REQUIRED WORK:
Your task is to repeat exactly the lines below between the line holding "let report = match" and the line holding "async fn pull(&self, item: &FeedItem)", inclusive, and only those.

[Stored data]
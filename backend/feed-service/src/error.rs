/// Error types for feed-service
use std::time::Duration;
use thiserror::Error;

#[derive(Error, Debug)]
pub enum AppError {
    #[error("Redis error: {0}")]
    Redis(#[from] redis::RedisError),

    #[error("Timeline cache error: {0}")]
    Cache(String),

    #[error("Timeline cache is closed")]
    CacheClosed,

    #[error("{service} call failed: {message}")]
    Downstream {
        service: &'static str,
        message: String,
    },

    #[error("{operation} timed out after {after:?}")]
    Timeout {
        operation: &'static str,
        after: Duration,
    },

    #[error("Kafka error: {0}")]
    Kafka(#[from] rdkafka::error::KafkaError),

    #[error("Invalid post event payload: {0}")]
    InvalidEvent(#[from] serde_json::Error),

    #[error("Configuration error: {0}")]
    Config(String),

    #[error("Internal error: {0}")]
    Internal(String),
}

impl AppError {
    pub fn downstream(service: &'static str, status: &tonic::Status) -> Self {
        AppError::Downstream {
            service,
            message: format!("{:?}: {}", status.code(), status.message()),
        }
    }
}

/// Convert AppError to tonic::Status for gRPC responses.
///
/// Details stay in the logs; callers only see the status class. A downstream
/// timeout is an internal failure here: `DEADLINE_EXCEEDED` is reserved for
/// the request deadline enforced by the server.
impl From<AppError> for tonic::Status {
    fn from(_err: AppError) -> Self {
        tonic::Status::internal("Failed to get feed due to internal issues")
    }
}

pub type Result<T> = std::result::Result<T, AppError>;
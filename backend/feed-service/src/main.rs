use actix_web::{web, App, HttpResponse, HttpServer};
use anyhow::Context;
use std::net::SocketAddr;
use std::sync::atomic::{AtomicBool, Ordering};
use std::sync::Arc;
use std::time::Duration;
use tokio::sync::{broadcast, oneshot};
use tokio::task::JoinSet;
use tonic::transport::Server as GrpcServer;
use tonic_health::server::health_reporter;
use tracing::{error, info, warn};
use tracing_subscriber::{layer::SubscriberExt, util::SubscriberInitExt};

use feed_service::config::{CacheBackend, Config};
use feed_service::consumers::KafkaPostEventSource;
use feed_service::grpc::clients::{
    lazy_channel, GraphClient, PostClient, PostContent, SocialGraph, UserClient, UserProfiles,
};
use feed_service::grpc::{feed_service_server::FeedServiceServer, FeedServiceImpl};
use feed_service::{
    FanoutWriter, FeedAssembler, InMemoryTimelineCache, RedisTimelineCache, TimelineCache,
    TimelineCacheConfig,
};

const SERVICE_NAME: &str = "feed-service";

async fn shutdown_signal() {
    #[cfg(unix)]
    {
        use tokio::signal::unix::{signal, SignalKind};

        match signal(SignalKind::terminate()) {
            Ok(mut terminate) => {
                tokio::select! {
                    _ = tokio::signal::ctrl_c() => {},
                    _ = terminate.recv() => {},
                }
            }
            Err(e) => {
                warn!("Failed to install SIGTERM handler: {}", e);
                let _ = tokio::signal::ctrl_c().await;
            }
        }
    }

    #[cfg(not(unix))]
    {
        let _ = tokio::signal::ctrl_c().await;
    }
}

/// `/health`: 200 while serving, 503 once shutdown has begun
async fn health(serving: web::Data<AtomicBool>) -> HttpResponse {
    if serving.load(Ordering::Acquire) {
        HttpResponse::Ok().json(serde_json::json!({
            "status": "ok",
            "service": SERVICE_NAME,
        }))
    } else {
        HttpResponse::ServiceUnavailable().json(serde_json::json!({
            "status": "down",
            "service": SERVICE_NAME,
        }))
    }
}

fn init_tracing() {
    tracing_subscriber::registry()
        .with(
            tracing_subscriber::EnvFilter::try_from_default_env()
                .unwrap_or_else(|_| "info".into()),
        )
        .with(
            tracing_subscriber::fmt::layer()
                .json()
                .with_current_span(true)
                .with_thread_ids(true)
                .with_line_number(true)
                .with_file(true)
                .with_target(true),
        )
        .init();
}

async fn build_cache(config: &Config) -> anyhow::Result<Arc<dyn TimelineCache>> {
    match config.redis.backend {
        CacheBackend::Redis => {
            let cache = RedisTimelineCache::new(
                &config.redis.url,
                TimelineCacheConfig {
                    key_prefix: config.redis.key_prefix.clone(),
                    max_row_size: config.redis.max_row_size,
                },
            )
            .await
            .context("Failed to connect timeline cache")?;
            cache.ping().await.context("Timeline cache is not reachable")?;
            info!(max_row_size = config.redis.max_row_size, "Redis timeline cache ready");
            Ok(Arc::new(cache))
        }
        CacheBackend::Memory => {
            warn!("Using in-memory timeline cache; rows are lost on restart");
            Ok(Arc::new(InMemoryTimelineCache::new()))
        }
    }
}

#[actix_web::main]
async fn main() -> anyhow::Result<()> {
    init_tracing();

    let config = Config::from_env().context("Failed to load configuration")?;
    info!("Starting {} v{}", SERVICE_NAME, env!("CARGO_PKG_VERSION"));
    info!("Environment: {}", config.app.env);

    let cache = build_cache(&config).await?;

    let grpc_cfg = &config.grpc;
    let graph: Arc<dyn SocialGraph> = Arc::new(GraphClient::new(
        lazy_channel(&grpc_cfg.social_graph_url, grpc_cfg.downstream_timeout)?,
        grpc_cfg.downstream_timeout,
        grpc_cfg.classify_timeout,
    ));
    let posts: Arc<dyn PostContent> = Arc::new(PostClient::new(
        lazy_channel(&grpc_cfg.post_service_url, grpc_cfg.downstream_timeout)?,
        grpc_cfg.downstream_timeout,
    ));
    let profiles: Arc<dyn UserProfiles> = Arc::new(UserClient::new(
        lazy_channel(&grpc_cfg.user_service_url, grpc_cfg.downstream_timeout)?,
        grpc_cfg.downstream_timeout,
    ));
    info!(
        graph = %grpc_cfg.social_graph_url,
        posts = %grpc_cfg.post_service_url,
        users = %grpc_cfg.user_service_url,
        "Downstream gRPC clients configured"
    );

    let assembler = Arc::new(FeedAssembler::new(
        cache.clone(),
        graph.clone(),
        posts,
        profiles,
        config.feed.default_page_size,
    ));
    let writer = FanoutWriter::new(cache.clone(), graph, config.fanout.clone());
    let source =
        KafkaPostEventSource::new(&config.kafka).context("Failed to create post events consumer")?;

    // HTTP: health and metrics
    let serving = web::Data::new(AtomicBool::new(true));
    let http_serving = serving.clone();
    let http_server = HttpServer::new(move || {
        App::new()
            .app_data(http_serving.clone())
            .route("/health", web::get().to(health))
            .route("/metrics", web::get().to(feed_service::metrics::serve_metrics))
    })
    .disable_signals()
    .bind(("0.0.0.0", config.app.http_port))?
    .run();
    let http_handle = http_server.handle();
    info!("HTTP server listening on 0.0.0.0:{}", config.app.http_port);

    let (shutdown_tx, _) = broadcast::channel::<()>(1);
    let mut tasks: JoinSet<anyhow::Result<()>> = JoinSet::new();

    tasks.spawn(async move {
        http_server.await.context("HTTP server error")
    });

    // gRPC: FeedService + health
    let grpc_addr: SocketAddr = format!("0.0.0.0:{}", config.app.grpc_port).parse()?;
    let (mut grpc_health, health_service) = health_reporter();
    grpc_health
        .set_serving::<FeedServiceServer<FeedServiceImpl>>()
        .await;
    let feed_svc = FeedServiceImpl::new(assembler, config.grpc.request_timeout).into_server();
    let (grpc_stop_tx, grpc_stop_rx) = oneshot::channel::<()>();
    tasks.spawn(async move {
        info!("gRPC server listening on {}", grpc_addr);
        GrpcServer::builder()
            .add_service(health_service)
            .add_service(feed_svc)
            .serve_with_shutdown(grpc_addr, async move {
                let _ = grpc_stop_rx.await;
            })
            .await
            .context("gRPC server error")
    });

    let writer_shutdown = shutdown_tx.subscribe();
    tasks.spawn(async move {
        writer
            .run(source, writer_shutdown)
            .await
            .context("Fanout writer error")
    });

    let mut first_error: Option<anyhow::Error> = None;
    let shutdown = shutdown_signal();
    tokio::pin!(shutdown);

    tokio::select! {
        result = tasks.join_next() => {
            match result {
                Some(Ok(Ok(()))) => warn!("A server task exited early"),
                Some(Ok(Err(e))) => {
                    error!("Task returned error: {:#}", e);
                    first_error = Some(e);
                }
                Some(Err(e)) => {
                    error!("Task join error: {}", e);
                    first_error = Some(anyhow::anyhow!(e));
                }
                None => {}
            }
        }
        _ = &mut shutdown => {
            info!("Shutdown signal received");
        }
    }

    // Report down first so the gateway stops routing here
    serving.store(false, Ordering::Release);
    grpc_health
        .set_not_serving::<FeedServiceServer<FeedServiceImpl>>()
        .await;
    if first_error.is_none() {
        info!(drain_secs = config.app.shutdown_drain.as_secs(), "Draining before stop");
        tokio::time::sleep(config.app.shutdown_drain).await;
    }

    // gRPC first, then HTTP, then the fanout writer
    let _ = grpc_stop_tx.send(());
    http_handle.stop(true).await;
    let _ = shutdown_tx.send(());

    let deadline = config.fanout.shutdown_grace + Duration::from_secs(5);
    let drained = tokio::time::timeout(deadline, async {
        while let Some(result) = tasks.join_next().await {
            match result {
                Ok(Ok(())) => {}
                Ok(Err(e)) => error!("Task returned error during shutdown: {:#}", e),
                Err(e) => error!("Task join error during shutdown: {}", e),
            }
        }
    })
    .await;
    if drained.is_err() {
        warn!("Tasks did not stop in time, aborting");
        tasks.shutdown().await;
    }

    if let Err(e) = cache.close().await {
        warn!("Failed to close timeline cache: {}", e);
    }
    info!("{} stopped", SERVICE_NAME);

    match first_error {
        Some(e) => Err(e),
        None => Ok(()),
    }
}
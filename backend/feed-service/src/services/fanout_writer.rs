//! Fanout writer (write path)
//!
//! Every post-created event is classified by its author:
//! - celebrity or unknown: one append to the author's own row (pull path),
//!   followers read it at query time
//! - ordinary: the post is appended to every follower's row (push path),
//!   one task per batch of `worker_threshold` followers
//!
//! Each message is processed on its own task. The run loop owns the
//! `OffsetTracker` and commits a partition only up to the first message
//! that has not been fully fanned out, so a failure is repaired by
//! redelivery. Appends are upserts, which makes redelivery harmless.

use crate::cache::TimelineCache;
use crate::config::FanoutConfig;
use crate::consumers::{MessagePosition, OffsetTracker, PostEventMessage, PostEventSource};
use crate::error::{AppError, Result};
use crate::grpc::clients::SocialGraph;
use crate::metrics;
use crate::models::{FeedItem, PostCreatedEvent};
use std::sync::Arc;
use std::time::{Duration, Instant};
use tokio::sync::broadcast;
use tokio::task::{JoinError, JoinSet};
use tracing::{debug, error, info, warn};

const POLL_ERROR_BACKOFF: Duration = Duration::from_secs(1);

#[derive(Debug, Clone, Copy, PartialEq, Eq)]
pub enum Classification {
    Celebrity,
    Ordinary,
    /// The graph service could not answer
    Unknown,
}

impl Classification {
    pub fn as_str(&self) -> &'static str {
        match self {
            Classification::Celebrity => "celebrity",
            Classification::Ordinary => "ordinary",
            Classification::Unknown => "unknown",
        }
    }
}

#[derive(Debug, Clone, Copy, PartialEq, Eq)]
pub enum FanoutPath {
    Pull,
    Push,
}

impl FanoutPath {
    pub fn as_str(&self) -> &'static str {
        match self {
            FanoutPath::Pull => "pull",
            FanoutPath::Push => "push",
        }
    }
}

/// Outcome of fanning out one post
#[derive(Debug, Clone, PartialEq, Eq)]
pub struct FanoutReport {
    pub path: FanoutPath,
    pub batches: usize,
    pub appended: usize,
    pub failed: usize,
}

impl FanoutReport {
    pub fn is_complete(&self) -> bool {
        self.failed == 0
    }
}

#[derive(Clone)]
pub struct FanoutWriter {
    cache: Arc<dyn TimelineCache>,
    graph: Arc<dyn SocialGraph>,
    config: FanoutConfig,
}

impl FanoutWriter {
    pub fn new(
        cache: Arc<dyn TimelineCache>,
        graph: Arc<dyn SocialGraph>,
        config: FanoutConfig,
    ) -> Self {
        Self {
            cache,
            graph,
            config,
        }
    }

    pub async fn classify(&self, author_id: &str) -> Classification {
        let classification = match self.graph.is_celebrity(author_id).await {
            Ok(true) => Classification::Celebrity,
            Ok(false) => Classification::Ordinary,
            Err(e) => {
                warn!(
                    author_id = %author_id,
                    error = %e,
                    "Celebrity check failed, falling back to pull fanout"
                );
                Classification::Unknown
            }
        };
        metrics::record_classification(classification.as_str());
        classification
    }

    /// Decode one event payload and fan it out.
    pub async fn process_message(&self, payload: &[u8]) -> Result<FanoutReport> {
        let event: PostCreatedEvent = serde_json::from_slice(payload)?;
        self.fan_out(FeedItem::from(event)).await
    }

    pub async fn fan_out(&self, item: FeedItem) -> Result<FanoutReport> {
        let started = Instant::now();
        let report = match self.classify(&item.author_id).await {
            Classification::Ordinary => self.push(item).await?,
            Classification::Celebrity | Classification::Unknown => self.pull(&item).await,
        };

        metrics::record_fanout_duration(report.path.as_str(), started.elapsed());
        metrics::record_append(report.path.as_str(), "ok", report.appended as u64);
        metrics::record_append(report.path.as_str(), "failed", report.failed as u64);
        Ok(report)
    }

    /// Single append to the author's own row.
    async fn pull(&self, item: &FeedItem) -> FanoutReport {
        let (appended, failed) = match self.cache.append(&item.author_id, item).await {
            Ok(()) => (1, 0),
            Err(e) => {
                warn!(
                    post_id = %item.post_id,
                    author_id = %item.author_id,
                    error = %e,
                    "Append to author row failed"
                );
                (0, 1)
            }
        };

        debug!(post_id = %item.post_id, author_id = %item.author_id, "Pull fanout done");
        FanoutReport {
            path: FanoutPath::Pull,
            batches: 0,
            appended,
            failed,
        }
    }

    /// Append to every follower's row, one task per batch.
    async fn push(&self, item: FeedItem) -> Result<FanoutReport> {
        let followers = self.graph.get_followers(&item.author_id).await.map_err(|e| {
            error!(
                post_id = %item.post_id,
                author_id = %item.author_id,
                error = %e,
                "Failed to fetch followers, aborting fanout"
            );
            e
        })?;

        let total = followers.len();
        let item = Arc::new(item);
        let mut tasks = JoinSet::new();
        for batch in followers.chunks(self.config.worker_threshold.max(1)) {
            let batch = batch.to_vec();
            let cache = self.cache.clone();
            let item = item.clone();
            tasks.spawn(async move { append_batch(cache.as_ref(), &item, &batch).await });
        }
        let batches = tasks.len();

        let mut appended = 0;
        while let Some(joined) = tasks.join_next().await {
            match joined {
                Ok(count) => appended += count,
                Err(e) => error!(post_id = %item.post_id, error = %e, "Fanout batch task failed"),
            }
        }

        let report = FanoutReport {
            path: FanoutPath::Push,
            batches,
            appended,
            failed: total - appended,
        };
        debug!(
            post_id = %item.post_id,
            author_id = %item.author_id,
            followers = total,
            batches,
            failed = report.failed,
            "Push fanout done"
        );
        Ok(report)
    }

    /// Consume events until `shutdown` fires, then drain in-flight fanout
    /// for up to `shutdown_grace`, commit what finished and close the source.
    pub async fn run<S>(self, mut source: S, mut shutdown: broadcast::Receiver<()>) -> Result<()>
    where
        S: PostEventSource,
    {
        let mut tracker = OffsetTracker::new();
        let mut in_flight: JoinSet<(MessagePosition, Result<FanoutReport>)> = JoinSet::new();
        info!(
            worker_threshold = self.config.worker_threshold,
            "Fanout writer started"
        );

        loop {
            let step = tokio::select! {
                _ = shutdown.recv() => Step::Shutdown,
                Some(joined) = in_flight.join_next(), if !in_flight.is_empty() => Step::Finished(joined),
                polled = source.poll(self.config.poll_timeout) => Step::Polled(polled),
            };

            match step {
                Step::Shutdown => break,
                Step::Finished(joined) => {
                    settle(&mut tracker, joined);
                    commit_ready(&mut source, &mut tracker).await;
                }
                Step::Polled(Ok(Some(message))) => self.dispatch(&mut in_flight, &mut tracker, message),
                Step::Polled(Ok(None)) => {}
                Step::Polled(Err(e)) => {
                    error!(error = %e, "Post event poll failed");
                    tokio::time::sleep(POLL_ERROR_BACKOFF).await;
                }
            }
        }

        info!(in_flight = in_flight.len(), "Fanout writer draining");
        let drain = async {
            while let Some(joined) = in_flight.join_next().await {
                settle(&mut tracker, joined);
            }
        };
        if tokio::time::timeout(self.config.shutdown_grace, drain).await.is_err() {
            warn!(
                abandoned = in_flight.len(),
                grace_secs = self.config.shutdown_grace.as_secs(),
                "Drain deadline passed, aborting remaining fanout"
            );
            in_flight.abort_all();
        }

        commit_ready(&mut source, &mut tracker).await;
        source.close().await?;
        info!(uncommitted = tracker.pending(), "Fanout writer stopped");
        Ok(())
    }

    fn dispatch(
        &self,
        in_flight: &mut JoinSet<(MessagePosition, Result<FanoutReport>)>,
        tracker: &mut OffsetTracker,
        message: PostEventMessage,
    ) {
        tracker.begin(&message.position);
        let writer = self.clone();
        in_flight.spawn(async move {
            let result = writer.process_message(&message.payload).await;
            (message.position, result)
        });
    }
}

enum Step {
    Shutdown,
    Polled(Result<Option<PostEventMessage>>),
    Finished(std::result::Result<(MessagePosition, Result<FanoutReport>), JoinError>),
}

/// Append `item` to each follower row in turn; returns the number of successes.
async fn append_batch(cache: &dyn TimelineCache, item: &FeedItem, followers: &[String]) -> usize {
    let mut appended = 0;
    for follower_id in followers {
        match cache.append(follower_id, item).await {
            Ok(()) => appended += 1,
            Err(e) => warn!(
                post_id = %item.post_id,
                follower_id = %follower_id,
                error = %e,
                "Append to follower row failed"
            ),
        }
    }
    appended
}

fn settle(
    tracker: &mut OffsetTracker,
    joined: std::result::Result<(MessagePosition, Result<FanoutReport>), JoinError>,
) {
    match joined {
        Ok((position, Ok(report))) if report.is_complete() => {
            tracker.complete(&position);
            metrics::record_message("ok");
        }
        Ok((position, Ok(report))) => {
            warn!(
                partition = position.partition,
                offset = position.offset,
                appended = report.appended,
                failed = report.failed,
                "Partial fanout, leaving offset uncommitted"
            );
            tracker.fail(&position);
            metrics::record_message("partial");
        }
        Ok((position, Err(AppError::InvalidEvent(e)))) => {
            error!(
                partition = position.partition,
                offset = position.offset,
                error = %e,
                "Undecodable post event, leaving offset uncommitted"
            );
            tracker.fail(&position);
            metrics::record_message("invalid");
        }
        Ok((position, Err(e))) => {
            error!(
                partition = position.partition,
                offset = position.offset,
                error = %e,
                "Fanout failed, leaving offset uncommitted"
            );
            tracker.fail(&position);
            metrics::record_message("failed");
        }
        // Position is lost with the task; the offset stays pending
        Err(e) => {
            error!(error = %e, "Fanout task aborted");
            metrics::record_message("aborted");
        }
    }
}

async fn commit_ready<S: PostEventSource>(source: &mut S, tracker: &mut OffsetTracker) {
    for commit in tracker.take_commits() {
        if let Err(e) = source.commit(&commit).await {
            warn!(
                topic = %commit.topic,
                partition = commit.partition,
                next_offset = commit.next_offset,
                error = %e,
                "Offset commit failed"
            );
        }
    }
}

RESULT OF THIS TASK:
        let report = match self.classify(&item.author_id).await {
            Classification::Ordinary => self.push(item).await?,
            Classification::Celebrity | Classification::Unknown => self.pull(&item).await,
        };

        metrics::record_fanout_duration(report.path.as_str(), started.elapsed());
        metrics::record_append(report.path.as_str(), "ok", report.appended as u64);
        metrics::record_append(report.path.as_str(), "failed", report.failed as u64);
        Ok(report)
    }

    /// Single append to the author's own row.
    async fn pull(&self, item: &FeedItem) -> FanoutReport {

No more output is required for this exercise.